PROBLEM DESCRIPTION:
Reading the data below, count the lines that carry the string "PhysFrames". Give nothing but the count.

AVAILABLE DATA:
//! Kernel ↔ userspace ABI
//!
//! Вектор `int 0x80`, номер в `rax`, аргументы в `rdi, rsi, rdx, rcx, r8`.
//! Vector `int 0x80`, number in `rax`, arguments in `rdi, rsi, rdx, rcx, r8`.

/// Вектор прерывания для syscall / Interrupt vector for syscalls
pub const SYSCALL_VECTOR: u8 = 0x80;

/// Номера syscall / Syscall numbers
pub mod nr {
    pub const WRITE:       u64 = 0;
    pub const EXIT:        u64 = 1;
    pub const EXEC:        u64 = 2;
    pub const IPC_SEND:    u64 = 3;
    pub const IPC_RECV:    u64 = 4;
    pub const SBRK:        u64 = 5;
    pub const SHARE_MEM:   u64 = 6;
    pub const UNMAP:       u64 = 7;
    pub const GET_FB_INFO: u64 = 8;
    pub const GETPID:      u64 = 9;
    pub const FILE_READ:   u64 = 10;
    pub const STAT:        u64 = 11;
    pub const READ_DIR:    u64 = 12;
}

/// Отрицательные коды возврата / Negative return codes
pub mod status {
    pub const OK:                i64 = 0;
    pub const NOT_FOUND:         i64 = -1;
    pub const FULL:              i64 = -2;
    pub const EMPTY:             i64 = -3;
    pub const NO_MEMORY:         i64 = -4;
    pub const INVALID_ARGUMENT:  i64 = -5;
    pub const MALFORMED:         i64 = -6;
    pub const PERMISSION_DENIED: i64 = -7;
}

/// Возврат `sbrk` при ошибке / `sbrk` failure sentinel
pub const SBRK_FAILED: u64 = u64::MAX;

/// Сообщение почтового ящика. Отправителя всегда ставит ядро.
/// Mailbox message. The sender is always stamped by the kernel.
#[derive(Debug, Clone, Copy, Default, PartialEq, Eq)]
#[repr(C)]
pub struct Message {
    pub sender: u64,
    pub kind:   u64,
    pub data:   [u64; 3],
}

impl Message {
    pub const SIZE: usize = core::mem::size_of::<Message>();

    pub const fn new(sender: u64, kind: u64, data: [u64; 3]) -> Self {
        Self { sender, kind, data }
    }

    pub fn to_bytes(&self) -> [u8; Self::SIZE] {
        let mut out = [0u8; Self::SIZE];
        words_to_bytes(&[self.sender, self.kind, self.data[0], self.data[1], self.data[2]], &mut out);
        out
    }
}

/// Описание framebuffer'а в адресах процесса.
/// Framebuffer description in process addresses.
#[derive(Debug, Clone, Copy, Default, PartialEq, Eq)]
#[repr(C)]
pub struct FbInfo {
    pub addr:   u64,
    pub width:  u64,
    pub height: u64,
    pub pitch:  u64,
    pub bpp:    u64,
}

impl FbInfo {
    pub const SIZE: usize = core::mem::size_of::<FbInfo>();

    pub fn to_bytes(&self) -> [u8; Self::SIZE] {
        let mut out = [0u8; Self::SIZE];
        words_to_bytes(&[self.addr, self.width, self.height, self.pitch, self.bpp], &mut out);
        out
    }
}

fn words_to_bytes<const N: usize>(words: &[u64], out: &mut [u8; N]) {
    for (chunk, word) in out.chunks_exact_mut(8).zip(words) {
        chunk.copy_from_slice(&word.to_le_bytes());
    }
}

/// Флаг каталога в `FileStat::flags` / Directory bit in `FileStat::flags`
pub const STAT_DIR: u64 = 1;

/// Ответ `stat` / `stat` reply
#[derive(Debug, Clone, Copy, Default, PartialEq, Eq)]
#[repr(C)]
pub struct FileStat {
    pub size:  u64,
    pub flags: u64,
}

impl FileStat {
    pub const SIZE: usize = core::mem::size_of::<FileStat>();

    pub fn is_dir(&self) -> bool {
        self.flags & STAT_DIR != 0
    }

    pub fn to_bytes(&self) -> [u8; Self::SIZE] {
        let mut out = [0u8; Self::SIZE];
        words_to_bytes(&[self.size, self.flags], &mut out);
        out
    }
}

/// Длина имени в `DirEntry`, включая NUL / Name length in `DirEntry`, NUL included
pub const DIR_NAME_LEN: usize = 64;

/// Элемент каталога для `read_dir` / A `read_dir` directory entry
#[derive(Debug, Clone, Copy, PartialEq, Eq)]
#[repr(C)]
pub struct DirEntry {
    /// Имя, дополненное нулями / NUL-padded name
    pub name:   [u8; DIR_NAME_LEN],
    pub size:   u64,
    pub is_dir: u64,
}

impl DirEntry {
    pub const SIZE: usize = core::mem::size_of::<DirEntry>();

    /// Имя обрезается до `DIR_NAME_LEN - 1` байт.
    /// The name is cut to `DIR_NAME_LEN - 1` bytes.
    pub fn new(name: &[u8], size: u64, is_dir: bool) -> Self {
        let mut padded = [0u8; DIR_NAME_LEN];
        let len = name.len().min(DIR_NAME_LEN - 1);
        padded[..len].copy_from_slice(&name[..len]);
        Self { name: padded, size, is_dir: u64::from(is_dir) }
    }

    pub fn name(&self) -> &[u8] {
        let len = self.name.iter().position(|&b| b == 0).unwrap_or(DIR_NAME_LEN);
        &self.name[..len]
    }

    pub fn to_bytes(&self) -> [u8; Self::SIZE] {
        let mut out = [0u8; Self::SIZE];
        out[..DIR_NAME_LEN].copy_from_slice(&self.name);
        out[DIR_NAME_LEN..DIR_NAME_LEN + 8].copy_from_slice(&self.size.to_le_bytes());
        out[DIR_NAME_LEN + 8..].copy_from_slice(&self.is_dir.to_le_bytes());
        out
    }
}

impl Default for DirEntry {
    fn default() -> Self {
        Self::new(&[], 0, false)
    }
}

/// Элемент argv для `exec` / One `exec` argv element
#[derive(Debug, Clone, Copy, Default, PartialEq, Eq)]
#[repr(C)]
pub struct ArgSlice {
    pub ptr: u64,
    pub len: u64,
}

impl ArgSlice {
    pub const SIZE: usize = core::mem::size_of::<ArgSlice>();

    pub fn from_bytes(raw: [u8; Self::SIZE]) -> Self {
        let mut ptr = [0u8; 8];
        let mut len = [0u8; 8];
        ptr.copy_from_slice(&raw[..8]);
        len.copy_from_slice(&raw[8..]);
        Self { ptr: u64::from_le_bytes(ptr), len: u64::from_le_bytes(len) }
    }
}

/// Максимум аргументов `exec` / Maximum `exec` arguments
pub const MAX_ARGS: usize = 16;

...

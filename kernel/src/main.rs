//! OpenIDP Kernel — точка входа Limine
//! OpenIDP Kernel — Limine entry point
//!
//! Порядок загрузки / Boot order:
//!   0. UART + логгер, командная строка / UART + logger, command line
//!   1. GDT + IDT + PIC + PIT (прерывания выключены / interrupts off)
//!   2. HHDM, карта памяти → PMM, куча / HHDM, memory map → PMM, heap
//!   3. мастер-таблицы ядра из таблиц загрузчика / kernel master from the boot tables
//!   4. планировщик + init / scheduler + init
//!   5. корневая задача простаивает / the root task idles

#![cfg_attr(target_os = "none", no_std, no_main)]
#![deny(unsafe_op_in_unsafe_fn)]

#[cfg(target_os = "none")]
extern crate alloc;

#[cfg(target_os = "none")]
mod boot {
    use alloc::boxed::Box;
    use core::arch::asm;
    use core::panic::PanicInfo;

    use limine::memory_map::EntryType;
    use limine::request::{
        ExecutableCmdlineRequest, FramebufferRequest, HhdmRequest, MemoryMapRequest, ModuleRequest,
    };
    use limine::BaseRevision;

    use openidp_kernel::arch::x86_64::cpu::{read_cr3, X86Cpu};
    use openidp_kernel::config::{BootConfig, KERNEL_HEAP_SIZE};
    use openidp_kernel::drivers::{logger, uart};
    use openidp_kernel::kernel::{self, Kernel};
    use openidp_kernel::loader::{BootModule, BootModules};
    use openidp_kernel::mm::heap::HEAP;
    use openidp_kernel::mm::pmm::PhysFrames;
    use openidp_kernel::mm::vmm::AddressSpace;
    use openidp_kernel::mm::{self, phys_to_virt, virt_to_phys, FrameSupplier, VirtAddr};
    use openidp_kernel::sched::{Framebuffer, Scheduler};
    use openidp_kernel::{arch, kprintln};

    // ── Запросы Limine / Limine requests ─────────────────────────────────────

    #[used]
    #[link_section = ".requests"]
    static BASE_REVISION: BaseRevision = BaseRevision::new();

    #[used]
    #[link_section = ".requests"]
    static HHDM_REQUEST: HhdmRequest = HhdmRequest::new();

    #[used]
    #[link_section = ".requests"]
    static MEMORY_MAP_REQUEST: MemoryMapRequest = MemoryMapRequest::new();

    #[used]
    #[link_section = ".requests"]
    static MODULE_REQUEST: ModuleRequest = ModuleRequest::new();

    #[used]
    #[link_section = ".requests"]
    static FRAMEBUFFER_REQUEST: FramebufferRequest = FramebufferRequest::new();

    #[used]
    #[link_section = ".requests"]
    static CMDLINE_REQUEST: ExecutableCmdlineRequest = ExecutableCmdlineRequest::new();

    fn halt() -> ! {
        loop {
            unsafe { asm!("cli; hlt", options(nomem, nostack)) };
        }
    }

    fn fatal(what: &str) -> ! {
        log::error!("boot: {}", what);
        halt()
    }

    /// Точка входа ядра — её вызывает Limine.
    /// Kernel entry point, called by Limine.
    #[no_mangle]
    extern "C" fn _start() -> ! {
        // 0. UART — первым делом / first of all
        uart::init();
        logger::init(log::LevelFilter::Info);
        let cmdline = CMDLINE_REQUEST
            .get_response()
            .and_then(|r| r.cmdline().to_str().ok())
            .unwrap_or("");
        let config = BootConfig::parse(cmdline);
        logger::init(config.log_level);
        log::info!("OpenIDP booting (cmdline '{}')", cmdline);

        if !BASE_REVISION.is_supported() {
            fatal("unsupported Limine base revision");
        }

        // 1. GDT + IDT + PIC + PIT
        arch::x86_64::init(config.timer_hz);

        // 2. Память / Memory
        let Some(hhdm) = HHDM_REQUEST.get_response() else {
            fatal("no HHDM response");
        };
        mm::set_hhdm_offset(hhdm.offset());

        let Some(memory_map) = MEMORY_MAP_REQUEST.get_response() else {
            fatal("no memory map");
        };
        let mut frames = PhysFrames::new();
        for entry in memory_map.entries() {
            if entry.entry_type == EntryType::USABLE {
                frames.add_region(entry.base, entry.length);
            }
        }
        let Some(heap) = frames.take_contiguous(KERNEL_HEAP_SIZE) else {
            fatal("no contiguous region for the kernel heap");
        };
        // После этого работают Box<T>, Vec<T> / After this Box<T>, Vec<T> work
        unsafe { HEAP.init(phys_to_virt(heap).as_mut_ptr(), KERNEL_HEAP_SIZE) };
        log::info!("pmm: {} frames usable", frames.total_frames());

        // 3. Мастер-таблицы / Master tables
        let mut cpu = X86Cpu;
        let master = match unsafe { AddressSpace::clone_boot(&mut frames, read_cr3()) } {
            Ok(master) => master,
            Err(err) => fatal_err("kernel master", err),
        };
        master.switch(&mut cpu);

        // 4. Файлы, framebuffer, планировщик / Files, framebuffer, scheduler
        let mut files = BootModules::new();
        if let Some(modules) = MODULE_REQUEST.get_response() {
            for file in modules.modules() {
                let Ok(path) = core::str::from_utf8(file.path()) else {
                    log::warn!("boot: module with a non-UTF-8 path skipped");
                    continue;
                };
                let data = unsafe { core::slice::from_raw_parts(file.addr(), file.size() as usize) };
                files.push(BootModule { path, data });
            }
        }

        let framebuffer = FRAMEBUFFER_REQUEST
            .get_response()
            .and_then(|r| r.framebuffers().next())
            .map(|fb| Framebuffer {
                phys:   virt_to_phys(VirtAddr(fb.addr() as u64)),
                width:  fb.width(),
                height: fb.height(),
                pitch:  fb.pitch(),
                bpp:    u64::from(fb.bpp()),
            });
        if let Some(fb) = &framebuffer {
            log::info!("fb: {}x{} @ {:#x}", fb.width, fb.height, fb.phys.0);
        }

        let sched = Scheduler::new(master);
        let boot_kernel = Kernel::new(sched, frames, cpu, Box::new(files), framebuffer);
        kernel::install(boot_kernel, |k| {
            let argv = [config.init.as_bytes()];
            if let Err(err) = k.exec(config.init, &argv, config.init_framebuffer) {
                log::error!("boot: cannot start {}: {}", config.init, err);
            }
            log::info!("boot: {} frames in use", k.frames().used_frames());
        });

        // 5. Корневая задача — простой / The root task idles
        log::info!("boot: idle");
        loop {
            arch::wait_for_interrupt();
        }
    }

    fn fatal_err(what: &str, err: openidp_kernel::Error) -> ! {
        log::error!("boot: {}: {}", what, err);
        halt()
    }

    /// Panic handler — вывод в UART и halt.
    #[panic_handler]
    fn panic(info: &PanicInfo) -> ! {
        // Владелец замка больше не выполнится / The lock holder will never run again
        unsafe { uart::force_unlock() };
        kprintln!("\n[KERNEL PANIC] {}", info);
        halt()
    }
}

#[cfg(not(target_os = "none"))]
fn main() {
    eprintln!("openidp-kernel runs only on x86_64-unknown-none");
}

OUTPUT OF THE TASK:
2